--- Task inputs Enclosed Below ---

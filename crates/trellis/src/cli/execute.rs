//! Command execution logic.
//!
//! This module contains the implementation of all CLI commands.

use anyhow::Result;

use super::args::{ImportArgs, InitArgs};
use crate::app::App;
use crate::cancel::{CancelToken, cancel_on_ctrl_c};
use crate::error::Error;
use crate::output::{self, OutputMode};

/// Execute the init command
pub async fn execute_init(args: &InitArgs, output_mode: OutputMode) -> Result<()> {
    use crate::commands::init::{self, InitOptions};

    let current_dir = std::env::current_dir()?;

    let options = InitOptions {
        tenant: args.tenant.clone(),
        product_id: args.product.clone(),
        product_name: args.product_name.clone(),
        user_id: args.user.clone(),
        user_name: args.user_name.clone(),
        store: args.store.clone(),
    };
    let result = init::init(&current_dir, options).await?;

    match output_mode {
        OutputMode::Json => {
            output::print_json(&serde_json::json!({
                "trellis_dir": result.trellis_dir,
                "config_file": result.config_file,
                "store_file": result.store_file,
                "tenant": result.tenant,
                "product": args.product,
                "user": args.user,
            }))?;
        }
        OutputMode::Text if !args.quiet => {
            println!("Initialized trellis in {}", result.trellis_dir.display());
            println!("  Config: {}", result.config_file.display());
            println!("  Store: {}", result.store_file.display());
            println!("  Tenant: {}", result.tenant);
            println!("  Product: {}", args.product);
            println!("  User: {}", args.user);
        }
        OutputMode::Text => {}
    }

    Ok(())
}

/// Execute the import command
///
/// Prints the report even when the run was cancelled, then fails so the
/// process exits non-zero.
pub async fn execute_import(args: &ImportArgs, output_mode: OutputMode) -> Result<()> {
    use crate::commands::import;

    let current_dir = std::env::current_dir()?;
    let mut app = App::from_overrides(args.overrides(), &current_dir).await?;

    let cancel = CancelToken::new();
    let signal = cancel_on_ctrl_c(cancel.clone());

    let result = import::import(&mut app, &current_dir.join(&args.file), cancel).await;
    signal.abort();
    let report = result?;

    output::print_report(&report, output_mode)?;

    if report.cancelled {
        return Err(Error::Cancelled.into());
    }
    Ok(())
}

--- End of Enclosed Task inputs ---

# What is being asked
Your answer must consist of every line in the listing that contains "report".

# Exercise solution
/// Prints the report even when the run was cancelled, then fails so the
    let report = result?;
    output::print_report(&report, output_mode)?;
    if report.cancelled {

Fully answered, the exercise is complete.